I never loved you. Carmen was who I loved all along.
I stared at the papers in my hands and thought of tearing them but he could just do another. Why don't I just sign it and get this done with? I shook my head, I still couldn't think of life without Damian. I loved him, even if he just told me he didn't love me back.
"Damian Please" I moved closer and he scowled. "I'll do anything you want" I added and his scowl deepened.
"What I want is for you to sign those papers, then we are done here" he said. I shook my head.
"I won't, you can't force me"I said and he smiled, a cruel one. Yes you are right, I can't but I can't make you to" he said and stormed away. The moment he left I fell on my knees and wept. The man I loved did not even love me back and worse he was now with my best friend. An obvious slap to the face. Nothing had even hurt as this. Not even when I lost my parents.

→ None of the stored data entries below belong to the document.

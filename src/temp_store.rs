/// Local staging area for shard bytes in flight (spec.md §4.5, C4).
///
/// Upload/download pipelines write/read shard content here between network
/// hops so a single task step never needs the whole file in memory at once.
use std::path::{Path, PathBuf};

use tokio::fs;
use tokio::io::{AsyncReadExt, AsyncWriteExt};

use crate::error::{DfsError, DfsResult};

#[derive(Debug, Clone, PartialEq, Eq, Hash)]
pub struct ReadKey {
    pub task_id: String,
    pub segment_index: i64,
}

impl ReadKey {
    fn filename(&self) -> String {
        format!("{}-{}.shard", self.task_id, self.segment_index)
    }
}

pub struct TempShardStore {
    root: PathBuf,
}

impl TempShardStore {
    pub async fn new(root: impl Into<PathBuf>) -> DfsResult<Self> {
        let root = root.into();
        fs::create_dir_all(&root).await?;
        Ok(Self { root })
    }

    fn path_for(&self, key: &ReadKey) -> PathBuf {
        self.root.join(key.filename())
    }

    pub async fn write(&self, key: &ReadKey, data: &[u8]) -> DfsResult<()> {
        let path = self.path_for(key);
        let mut file = fs::File::create(&path).await?;
        file.write_all(data).await?;
        Ok(())
    }

    /// Streams `data` to disk in bounded chunks, for large shard content.
    pub async fn write_stream<R>(&self, key: &ReadKey, mut reader: R) -> DfsResult<u64>
    where
        R: tokio::io::AsyncRead + Unpin,
    {
        let path = self.path_for(key);
        let mut file = fs::File::create(&path).await?;
        let mut buf = vec![0u8; 64 * 1024];
        let mut total = 0u64;
        loop {
            let n = reader.read(&mut buf).await?;
            if n == 0 {
                break;
            }
            file.write_all(&buf[..n]).await?;
            total += n as u64;
        }
        Ok(total)
    }

    /// Reads and deletes the shard in one step — the common case once a
    /// shard has been dispatched or reassembled and won't be needed again.
    pub async fn read(&self, key: &ReadKey) -> DfsResult<Vec<u8>> {
        let data = self.only_read(key).await?;
        self.delete(key).await?;
        Ok(data)
    }

    /// Reads without deleting, for verification passes that re-read a shard.
    pub async fn only_read(&self, key: &ReadKey) -> DfsResult<Vec<u8>> {
        let path = self.path_for(key);
        let mut file = fs::File::open(&path)
            .await
            .map_err(|e| DfsError::NotFound(format!("shard {:?} not staged: {}", key, e)))?;
        let mut buf = Vec::new();
        file.read_to_end(&mut buf).await?;
        Ok(buf)
    }

    pub async fn delete(&self, key: &ReadKey) -> DfsResult<()> {
        let path = self.path_for(key);
        match fs::remove_file(&path).await {
            Ok(()) => Ok(()),
            Err(e) if e.kind() == std::io::ErrorKind::NotFound => Ok(()),
            Err(e) => Err(e.into()),
        }
    }

    pub async fn exists(&self, key: &ReadKey) -> bool {
        fs::metadata(self.path_for(key)).await.is_ok()
    }

    pub async fn size(&self, key: &ReadKey) -> DfsResult<u64> {
        let meta = fs::metadata(self.path_for(key))
            .await
            .map_err(|e| DfsError::NotFound(format!("shard {:?} not staged: {}", key, e)))?;
        Ok(meta.len())
    }

    /// Removes every staged shard belonging to one task, e.g. on cancel.
    pub async fn purge_task(&self, task_id: &str) -> DfsResult<()> {
        let prefix = format!("{}-", task_id);
        let mut entries = fs::read_dir(&self.root).await?;
        while let Some(entry) = entries.next_entry().await? {
            if entry.file_name().to_string_lossy().starts_with(&prefix) {
                fs::remove_file(entry.path()).await.ok();
            }
        }
        Ok(())
    }

    /// Removes every staged file whose task id is not in `known_task_ids`,
    /// run on startup to reclaim space left by a crash mid-task.
    pub async fn purge_orphans(&self, known_task_ids: &[String]) -> DfsResult<usize> {
        let mut removed = 0;
        let mut entries = fs::read_dir(&self.root).await?;
        while let Some(entry) = entries.next_entry().await? {
            let name = entry.file_name().to_string_lossy().to_string();
            let Some(task_id) = name.rsplit_once('-').map(|(prefix, _)| prefix) else {
                continue;
            };
            if !known_task_ids.iter().any(|id| id == task_id) {
                if fs::remove_file(entry.path()).await.is_ok() {
                    removed += 1;
                }
            }
        }
        Ok(removed)
    }

    pub fn root(&self) -> &Path {
        &self.root
    }
}

#[cfg(test)]
mod tests {
    use super::*;

    #[tokio::test]
    async fn write_then_read_round_trips() {
        let dir = tempfile::tempdir().unwrap();
        let store = TempShardStore::new(dir.path()).await.unwrap();
        let key = ReadKey { task_id: "t1".into(), segment_index: 0 };

        store.write(&key, b"shard bytes").await.unwrap();
        assert!(store.exists(&key).await);

        let data = store.only_read(&key).await.unwrap();
        assert_eq!(data, b"shard bytes");
        assert!(store.exists(&key).await);

        let data = store.read(&key).await.unwrap();
        assert_eq!(data, b"shard bytes");
        assert!(!store.exists(&key).await);
    }

    #[tokio::test]
    async fn purge_task_removes_only_matching_shards() {
        let dir = tempfile::tempdir().unwrap();
        let store = TempShardStore::new(dir.path()).await.unwrap();

        let key_a0 = ReadKey { task_id: "a".into(), segment_index: 0 };
        let key_a1 = ReadKey { task_id: "a".into(), segment_index: 1 };
        let key_b0 = ReadKey { task_id: "b".into(), segment_index: 0 };

        store.write(&key_a0, b"x").await.unwrap();
        store.write(&key_a1, b"y").await.unwrap();
        store.write(&key_b0, b"z").await.unwrap();

        store.purge_task("a").await.unwrap();

        assert!(!store.exists(&key_a0).await);
        assert!(!store.exists(&key_a1).await);
        assert!(store.exists(&key_b0).await);
    }

    #[tokio::test]
    async fn purge_orphans_removes_unknown_task_ids() {
        let dir = tempfile::tempdir().unwrap();
        let store = TempShardStore::new(dir.path()).await.unwrap();

        let known = ReadKey { task_id: "known".into(), segment_index: 0 };
        let orphan = ReadKey { task_id: "orphan".into(), segment_index: 0 };
        store.write(&known, b"x").await.unwrap();
        store.write(&orphan, b"y").await.unwrap();

        let removed = store.purge_orphans(&["known".to_string()]).await.unwrap();
        assert_eq!(removed, 1);
        assert!(store.exists(&known).await);
        assert!(!store.exists(&orphan).await);
    }
}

The door opened and Damian walked in, holding another set of papers. He smirked evilly.
"Sign the papers" he started and I shook my head.

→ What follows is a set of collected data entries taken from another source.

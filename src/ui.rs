/// User Interface Module
///
/// Terminal output helpers for the CLI: progress bars for shard transfer,
/// colored status lines, and simple table/list formatting.
use colored::*;
use indicatif::{MultiProgress, ProgressBar, ProgressStyle};
use std::io::{self, Write};
use std::time::Duration;

/// Progress bar for a single upload or download task.
pub struct ProgressManager {
    bar: ProgressBar,
}

impl ProgressManager {
    pub fn new_upload(total_shards: u64) -> Self {
        let bar = ProgressBar::new(total_shards);
        bar.set_style(
            ProgressStyle::default_bar()
                .template("{spinner:.green} [{elapsed_precise}] [{bar:40.cyan/blue}] {pos}/{len} shards ({msg})")
                .unwrap()
                .progress_chars("#>-"),
        );
        bar.set_message("uploading");
        Self { bar }
    }

    pub fn new_download(total_shards: u64) -> Self {
        let bar = ProgressBar::new(total_shards);
        bar.set_style(
            ProgressStyle::default_bar()
                .template("{spinner:.green} [{elapsed_precise}] [{bar:40.cyan/blue}] {pos}/{len} shards ({msg})")
                .unwrap()
                .progress_chars("#>-"),
        );
        bar.set_message("downloading");
        Self { bar }
    }

    pub fn set_position(&self, position: u64) {
        self.bar.set_position(position);
    }

    pub fn set_message(&self, message: &str) {
        self.bar.set_message(message.to_string());
    }

    pub fn finish(&self) {
        self.bar.finish();
    }

    pub fn finish_with_message(&self, message: &str) {
        self.bar.finish_with_message(message.to_string());
    }
}

/// Tracks progress bars for several concurrently-running tasks at once.
pub struct MultiOperationProgress {
    multi: MultiProgress,
    operations: Vec<ProgressBar>,
}

impl MultiOperationProgress {
    pub fn new() -> Self {
        Self { multi: MultiProgress::new(), operations: Vec::new() }
    }

    pub fn add_operation(&mut self, name: &str, total: u64) -> usize {
        let pb = self.multi.add(ProgressBar::new(total));
        pb.set_style(
            ProgressStyle::default_bar()
                .template("{spinner:.green} [{elapsed_precise}] {prefix:.bold.cyan} [{bar:40.cyan/blue}] {pos}/{len} ({msg})")
                .unwrap()
                .progress_chars("#>-"),
        );
        pb.set_prefix(name.to_string());

        let index = self.operations.len();
        self.operations.push(pb);
        index
    }

    pub fn update_operation(&self, index: usize, position: u64, message: &str) {
        if let Some(pb) = self.operations.get(index) {
            pb.set_position(position);
            pb.set_message(message.to_string());
        }
    }

    pub fn finish_operation(&self, index: usize, message: &str) {
        if let Some(pb) = self.operations.get(index) {
            pb.finish_with_message(message.to_string());
        }
    }

    pub fn clear(&self) {
        self.multi.clear().unwrap_or(());
    }
}

impl Default for MultiOperationProgress {
    fn default() -> Self {
        Self::new()
    }
}

/// Interactive y/n confirmation prompt.
pub fn confirm_action(message: &str, default: bool) -> bool {
    let default_char = if default { "Y/n" } else { "y/N" };
    print!("{} {} [{}]: ", "?".yellow().bold(), message, default_char);
    io::stdout().flush().unwrap();

    let mut input = String::new();
    match io::stdin().read_line(&mut input) {
        Ok(_) => {
            let input = input.trim().to_lowercase();
            if input.is_empty() {
                default
            } else {
                matches!(input.as_str(), "y" | "yes")
            }
        }
        Err(_) => default,
    }
}

pub fn print_section(title: &str) {
    println!();
    println!("{}", format!("\u{25b6} {}", title).bold().bright_blue());
    println!("{}", "\u{2500}".repeat(title.len() + 2).bright_blue());
}

/// Display operation status with an icon matched to the status string.
pub fn print_operation_status(operation: &str, status: &str, details: Option<&str>) {
    let (icon, color) = match status.to_lowercase().as_str() {
        "success" | "completed" | "ok" => ("\u{2713}", Color::Green),
        "error" | "failed" | "fail" => ("\u{2717}", Color::Red),
        "warning" | "warn" => ("\u{26a0}", Color::Yellow),
        "info" | "running" | "in_progress" => ("\u{2139}", Color::Cyan),
        "pending" | "waiting" => ("\u{23f3}", Color::Yellow),
        _ => ("\u{2022}", Color::White),
    };

    let status_text = format!("{} {}", icon, operation).color(color).bold();
    if let Some(details) = details {
        println!("  {} {}", status_text, details.dimmed());
    } else {
        println!("  {}", status_text);
    }
}

pub fn print_key_value(key: &str, value: &str) {
    println!("  {}: {}", key.bold().bright_white(), value.bright_green());
}

/// Display a table of rows with auto-sized columns.
pub fn print_table(headers: &[&str], rows: &[Vec<String>]) {
    if headers.is_empty() || rows.is_empty() {
        return;
    }

    let mut col_widths: Vec<usize> = headers.iter().map(|h| h.len()).collect();
    for row in rows {
        for (i, cell) in row.iter().enumerate() {
            if i < col_widths.len() {
                col_widths[i] = col_widths[i].max(cell.len());
            }
        }
    }

    print!("  ");
    for (i, header) in headers.iter().enumerate() {
        print!("{:<width$}", header.bold().bright_cyan(), width = col_widths[i] + 2);
    }
    println!();

    print!("  ");
    for width in &col_widths {
        print!("{}", "\u{2500}".repeat(width + 2));
    }
    println!();

    for row in rows {
        print!("  ");
        for (i, cell) in row.iter().enumerate() {
            if i < col_widths.len() {
                print!("{:<width$}", cell, width = col_widths[i] + 2);
            }
        }
        println!();
    }
    println!();
}

pub fn create_spinner(message: &str) -> ProgressBar {
    let spinner = ProgressBar::new_spinner();
    spinner.set_style(
        ProgressStyle::default_spinner()
            .template("{spinner:.green} {msg}")
            .unwrap()
            .tick_strings(&["\u{280b}", "\u{2819}", "\u{2839}", "\u{2838}", "\u{283c}", "\u{2834}", "\u{2826}", "\u{2827}", "\u{2807}", "\u{280f}"]),
    );
    spinner.set_message(message.to_string());
    spinner.enable_steady_tick(Duration::from_millis(100));
    spinner
}

/// Format a byte count in human-readable units.
pub fn format_file_size(size: u64) -> String {
    const UNITS: &[&str] = &["B", "KB", "MB", "GB", "TB"];
    const THRESHOLD: f64 = 1024.0;

    if size == 0 {
        return "0 B".to_string();
    }

    let mut size_f = size as f64;
    let mut unit_index = 0;
    while size_f >= THRESHOLD && unit_index < UNITS.len() - 1 {
        size_f /= THRESHOLD;
        unit_index += 1;
    }

    if unit_index == 0 {
        format!("{} {}", size, UNITS[unit_index])
    } else {
        format!("{:.1} {}", size_f, UNITS[unit_index])
    }
}

pub fn format_duration(duration: Duration) -> String {
    let secs = duration.as_secs();
    if secs < 60 {
        format!("{} seconds", secs)
    } else if secs < 3600 {
        format!("{} minutes", secs / 60)
    } else if secs < 86400 {
        format!("{} hours", secs / 3600)
    } else {
        format!("{} days", secs / 86400)
    }
}

pub fn print_success(message: &str) {
    println!("{} {}", "\u{2705}".green(), message);
}

pub fn print_error(message: &str) {
    println!("{} {}", "\u{274c}".red(), message.red());
}

pub fn print_warning(message: &str) {
    println!("{} {}", "\u{26a0}\u{fe0f}".yellow(), message.yellow());
}

pub fn print_info(message: &str) {
    println!("{} {}", "\u{2139}\u{fe0f}".blue(), message);
}

pub fn print_separator() {
    println!("{}", "\u{2500}".repeat(50).dimmed());
}

#[cfg(test)]
mod tests {
    use super::*;

    #[test]
    fn formats_file_size_across_unit_boundaries() {
        assert_eq!(format_file_size(0), "0 B");
        assert_eq!(format_file_size(512), "512 B");
        assert_eq!(format_file_size(1024), "1.0 KB");
        assert_eq!(format_file_size(1536), "1.5 KB");
        assert_eq!(format_file_size(1024 * 1024), "1.0 MB");
        assert_eq!(format_file_size(1024 * 1024 * 1024), "1.0 GB");
    }

    #[test]
    fn formats_duration_across_unit_boundaries() {
        assert_eq!(format_duration(Duration::from_secs(30)), "30 seconds");
        assert_eq!(format_duration(Duration::from_secs(90)), "1 minutes");
        assert_eq!(format_duration(Duration::from_secs(3700)), "1 hours");
        assert_eq!(format_duration(Duration::from_secs(90000)), "1 days");
    }
}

"No" I said and he smiled.
"Then I'll take the company rights and give it to Carmen," he said and my heart stopped.
"You can't.....I…I"
"Yes I can" he said and I sighed. There was no point trying to make him see reason. It was obvious his mind had been made up even a long time ago. I stared at the paper and held out my hand for the pen tiredly, the tears refusing to stop falling for my eyes.
He grinned and handed me a pen. I signed next to his signature and he smile widened.
"Good girl, perhaps you find a guy who would take a trash like you. Omegas maybe. No alpha or even a beta in his right senses would even take a rejected crap like you Tori," he said. I broke down once I was done signing and stared at his face to even check if I would see the tiniest bit of pity or remorse. But when I looked at his face there was nothing. Just the cold weight of his eyes on me.
"Thank you for being smart" he said and took the papers from my shaky hands. "I'll drop this at the lawyer's tomorrow. Then it's official" he said and I sighed.
"I still love you Damian. No matter how hard you push me away" I said and he shrugged.
"Like I said, I don't. Try thinking of the upcoming red moon festival. I am sure people would have a lot of questions" he said and walked away. After a full thirty minutes of sobbing, I stood to my feet and took only a few of my clothes into the car. I wasn't taking anything else. I still loved him but maybe it was time to move on. Maybe this was the goddess giving me a sign.
"You can do this Tori" my wolf said and I smiled.
"I wish you were right, friend" I replied and shook my head.